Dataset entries

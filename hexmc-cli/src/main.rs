//! HEXMC CLI - Command-line interface
//!
//! Commands:
//! - play: Play Hex against the Monte-Carlo AI
//! - path: Shortest path over a text-format graph file
//! - mst: Minimum spanning tree of a text-format graph file

use clap::{Parser, Subcommand};

mod graph_cmd;
mod play;

#[derive(Parser)]
#[command(name = "hexmc")]
#[command(about = "The game of Hex with a Monte-Carlo AI")]
struct Cli {
    #[command(subcommand)]
    command: Commands,
}

#[derive(Subcommand)]
enum Commands {
    /// Play Hex against the AI
    Play(play::PlayArgs),
    /// Shortest path between two vertices of a graph file
    Path(graph_cmd::PathArgs),
    /// Minimum spanning tree of a graph file
    Mst(graph_cmd::MstArgs),
}

fn main() -> anyhow::Result<()> {
    // Initialize logging
    tracing_subscriber::fmt::init();

    let cli = Cli::parse();

    match cli.command {
        Commands::Play(args) => play::run(&args),
        Commands::Path(args) => graph_cmd::run_path(&args),
        Commands::Mst(args) => graph_cmd::run_mst(&args),
    }
}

Task to complete:
Check every line of the entries for "Monte" and report how many lines contain it, without any other words.

Task output:
2